It is increasingly recognized that some genetic variants can have pleiotropic effects, influencing the risk of more than one cancer type. To explore the possibility that rs72647484, rs10904849 or rs16941835 affects the risk of other malignancies, we examined the association with lung cancer47, acute lymphoblastic leukaemia48, multiple myeloma49, glioma50 and meningioma51 using data from previously reported GWASs. However, for these cancers, there was no evidence of rs72647484, rs10904849 or rs16941835 (or correlated SNP r2 ≥ 0.8) being associated with tumour risk (i.e. P > 0.05).

Finally, the relationship between clinico-pathological variables (sex, age at diagnosis, family history of CRC, tumour stage or microsatellite instability (MSI), KRAS-mutant status and BRAF-mutant status) and genotype at rs72647484, rs10904849 and rs16941835 was assessed by case-only logistic regression (Supplementary Table 7). There was evidence of a relationship between rs72647484 and KRAS-mutant status (P = 0.03) with the T risk allele associated with KRAS-mutant CRC; however this finding was not significant after accounting for multiple testing. None of the other SNPs showed any association with any of the clinico-pathological variables examined (i.e. P > 0.05).


We have provided evidence supporting the existence of new susceptibility loci for CRC at 1p36.12, 10p13 and 16q24.1. The 1p36.12 association implicates WNT4 and/or CDC42 as possible determinates of CRC risk.

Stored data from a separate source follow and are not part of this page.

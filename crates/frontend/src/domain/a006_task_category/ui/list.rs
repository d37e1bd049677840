use crate::shared::components::{ErrorBanner, PageHeader, PaginationControls};
use crate::shared::config::use_config;
use crate::shared::data::{confirm, load_list, report};
use crate::shared::date_utils::{format_date_str, today_iso};
use crate::shared::form_fields::{form_error, text_field};
use crate::shared::icons::icon;
use crate::shared::list_state::{text_matches, ListState};
use crate::shared::list_utils::highlight_matches;
use crate::shared::modal::Modal;
use crate::shared::page_frame::PageFrame;
use crate::shared::storage::BrowserStore;
use contracts::domain::a004_contract::Contract;
use contracts::domain::a006_task_category::{TaskCategory, TaskCategoryDto};
use contracts::shared::EntityId;
use contracts::usecases::u003_delete_task_category::DeleteTaskCategory;
use leptos::prelude::*;
use thaw::*;

/// Category tree. Parents cannot be deleted while they have children.
#[component]
#[allow(non_snake_case)]
pub fn TaskCategoryList(
    #[prop(optional)] read_only: bool,
    #[prop(optional)] embedded: bool,
) -> impl IntoView {
    let page_size = use_config().task_settings_page_size;
    let state = ListState::<TaskCategory>::load();
    let editing = RwSignal::new(None::<TaskCategoryDto>);

    let page = Memo::new(move |_| {
        state.visible(page_size, |c, q| text_matches(&c.name, q) || text_matches(&c.contract, q))
    });

    let delete = move |category: TaskCategory| {
        if !confirm(&format!("Are you sure you want to delete category \"{}\"?", category.name)) {
            return;
        }
        match DeleteTaskCategory::execute(&BrowserStore, category.id) {
            Ok(left) => {
                state.banner.set(None);
                state.items.set(left);
            }
            Err(e) => report(state.banner, e),
        }
    };

    let content = view! {
        <ErrorBanner banner=state.banner />
        <div class="list-toolbar">
            <input
                class="search-input"
                type="search"
                placeholder="Search categories..."
                prop:value=move || state.query.get()
                on:input=move |ev| state.set_query(event_target_value(&ev))
            />
            {(!read_only).then(|| view! {
                <Button
                    appearance=ButtonAppearance::Primary
                    on_click=move |_| editing.set(Some(TaskCategoryDto::default()))
                >
                    {icon("plus")}
                    " Add Category"
                </Button>
            })}
        </div>
        <Table>
            <TableHeader>
                <TableRow>
                    <TableHeaderCell>"Name"</TableHeaderCell>
                    <TableHeaderCell>"Parent"</TableHeaderCell>
                    <TableHeaderCell>"Contract"</TableHeaderCell>
                    <TableHeaderCell>"Created"</TableHeaderCell>
                    {(!read_only).then(|| view! { <TableHeaderCell>"Actions"</TableHeaderCell> })}
                </TableRow>
            </TableHeader>
            <TableBody>
                {move || {
                    let all = state.items.get();
                    let query = state.query.get();
                    page.get().0.into_iter().map(|c| {
                        let parent = c.parent_name(&all).unwrap_or("—").to_string();
                        let dto = TaskCategoryDto::from(&c);
                        let created = format_date_str(&c.created_date);
                        let contract = c.contract.clone();
                        let highlighted = highlight_matches(&c.name, &query);
                        view! {
                            <TableRow>
                                <TableCell><TableCellLayout>{highlighted}</TableCellLayout></TableCell>
                                <TableCell>{parent}</TableCell>
                                <TableCell>{contract}</TableCell>
                                <TableCell>{created}</TableCell>
                                {(!read_only).then(|| view! {
                                    <TableCell>
                                        <div class="table-actions">
                                            <button class="button button--icon" title="Edit" on:click=move |_| editing.set(Some(dto.clone()))>
                                                {icon("edit")}
                                            </button>
                                            <button class="button button--icon button--danger" title="Delete" on:click=move |_| delete(c.clone())>
                                                {icon("delete")}
                                            </button>
                                        </div>
                                    </TableCell>
                                })}
                            </TableRow>
                        }
                    }).collect_view()
                }}
            </TableBody>
        </Table>
        <PaginationControls
            window=Signal::derive(move || page.get().1)
            on_page_change=Callback::new(move |p| state.page.set(p))
        />
        {move || editing.get().map(|dto| view! { <CategoryForm dto=dto state=state editing=editing /> })}
    };

    if embedded {
        content.into_any()
    } else {
        view! {
            <PageFrame page_id="a006_task_category--list" category="list">
                <PageHeader title="Task Categories".to_string() subtitle="Categories and sub-categories available to tasks".to_string()>
                    {()}
                </PageHeader>
                {content}
            </PageFrame>
        }
        .into_any()
    }
}

#[component]
fn CategoryForm(
    dto: TaskCategoryDto,
    state: ListState<TaskCategory>,
    editing: RwSignal<Option<TaskCategoryDto>>,
) -> impl IntoView {
    let is_edit = dto.id.is_some();
    let form = RwSignal::new(dto);
    let error = RwSignal::new(None::<String>);
    let contracts: Vec<Contract> = load_list::<Contract>(error)
        .into_iter()
        .filter(|c| c.status.is_active())
        .collect();
    let own_id = form.with_untracked(|f| f.id);
    let parents: Vec<TaskCategory> = state
        .items
        .get_untracked()
        .into_iter()
        .filter(|c| Some(c.id) != own_id)
        .collect();

    let save = move |_| {
        let dto = form.get_untracked();
        let existing = state.items.get_untracked();
        let (id, created) = match dto.id.and_then(|id| state.find(id)) {
            Some(current) => (current.id, current.created_date),
            None => (state.next_id(), today_iso()),
        };
        match TaskCategory::from_dto(id, &dto, &existing, created) {
            Ok(category) => {
                if state.upsert(category) {
                    editing.set(None);
                }
            }
            Err(e) => error.set(Some(e.to_string())),
        }
    };

    view! {
        <Modal
            title=if is_edit { "Edit Category".to_string() } else { "Add Category".to_string() }
            on_close=Callback::new(move |_| editing.set(None))
        >
            {form_error(error)}
            {text_field(form, "Category Name *", |f| f.name.clone(), |f, v| f.name = v)}
            <div class="form__group">
                <label class="form__label">"Contract"</label>
                <select
                    class="form__select"
                    prop:value=move || form.with(|f| f.contract.clone())
                    on:change=move |ev| form.update(|f| f.contract = event_target_value(&ev))
                >
                    <option value="">"All contracts"</option>
                    {contracts.iter().map(|c| view! {
                        <option value=c.number.clone()>{c.number.clone()}</option>
                    }).collect_view()}
                </select>
            </div>
            <div class="form__group">
                <label class="form__label">"Parent Category"</label>
                <select
                    class="form__select"
                    prop:value=move || form.with(|f| f.parent_id.map(|p| p.to_string()).unwrap_or_default())
                    on:change=move |ev| {
                        let parent = event_target_value(&ev).parse::<EntityId>().ok();
                        form.update(|f| f.parent_id = parent);
                    }
                >
                    <option value="">"None (top level)"</option>
                    {parents.iter().map(|c| view! {
                        <option value=c.id.to_string()>{c.name.clone()}</option>
                    }).collect_view()}
                </select>
            </div>
            <div class="modal-footer">
                <Button appearance=ButtonAppearance::Secondary on_click=move |_| editing.set(None)>"Cancel"</Button>
                <Button appearance=ButtonAppearance::Primary on_click=save>"Save"</Button>
            </div>
        </Modal>
    }
}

WNT4 is part of a family of structurally related genes that encode cysteine-rich secreted glycoproteins that act as extracellular signalling factors. WNT4, WNT14, and WNT16 may play redundant roles in signalling through the CTNNB1-mediated canonical Wnt-pathway52 which is known to play a central role in colorectal tumorigenesis. Additionally, WNT4 signalling appears to play a pivotal role during organogenesis, acting as an autoinducer of mesenchyme-to-epithelial transition. Inactivating germline mutations in WNT4 cause mullerian aplasia and hyperandrogenism (MIM 158330) and are responsible for the autosomal recessive SERKAL syndrome (Sex Reversal and Kidney, Adrenal, and Lung dysgenesis; MIM 611812). A priori dysfunction of either WNT4 or CDC42 could be the biological basis for the 1p36.12 association. Cdc42 is a Ras-related GTP-binding protein with roles in establishment of cell polarity, regulation of cell morphology, motility, and cell cycle progression in mammalian cells, and malignant transformation53. Notably, Cdc42 regulates the actin cytoskeleton through activation of WASP proteins and cell polarity through GSK3-beta and APC. Rho-GTPase signalling has a documented role in the development of CRC54. Activation of Rho GTPase Cdc42 promotes adhesion and invasion in CRC55 and targeting Cdc42 with AZA197 suppresses primary colon cancer growth and prolongs survival in a xenograft model through down regulation of PAK156.

Since rs10904849 is intronic to CUBN and the region of LD does not encompass any other genes or transcripts, there is a high likelihood that the functional basis of the 10p13 association is mediated through CUBN. Cubilin is the intestinal receptor for the endocytosis of intrinsic factor-vitamin B12 and a receptor in epithelial apoA-I/HDL metabolism57. Additionally cubilin is an important co-receptor in the endocytic pathway for retrieval of 25(OH)D3-DBP complexes by megalin-mediated endocytosis in the kidney58. Germline mutations in CUBN cause recessive megaloblastic anemia-1 (MGA1; MIM 261100). It is conceivable that common genetic variance in CUBN, while being insufficient to cause a “MGA type phenotype” would have physiological effects by virtue of long term effect on the cellular bioavailability of B12. Although it is entirely speculative, as epidemiological studies have yet to convincingly establish levels of B12 as a risk factor for CRC59,60, its role in DNA biosynthesis makes genetically determined variation in B12 availability a plausible candidate for a role in the development of CRC.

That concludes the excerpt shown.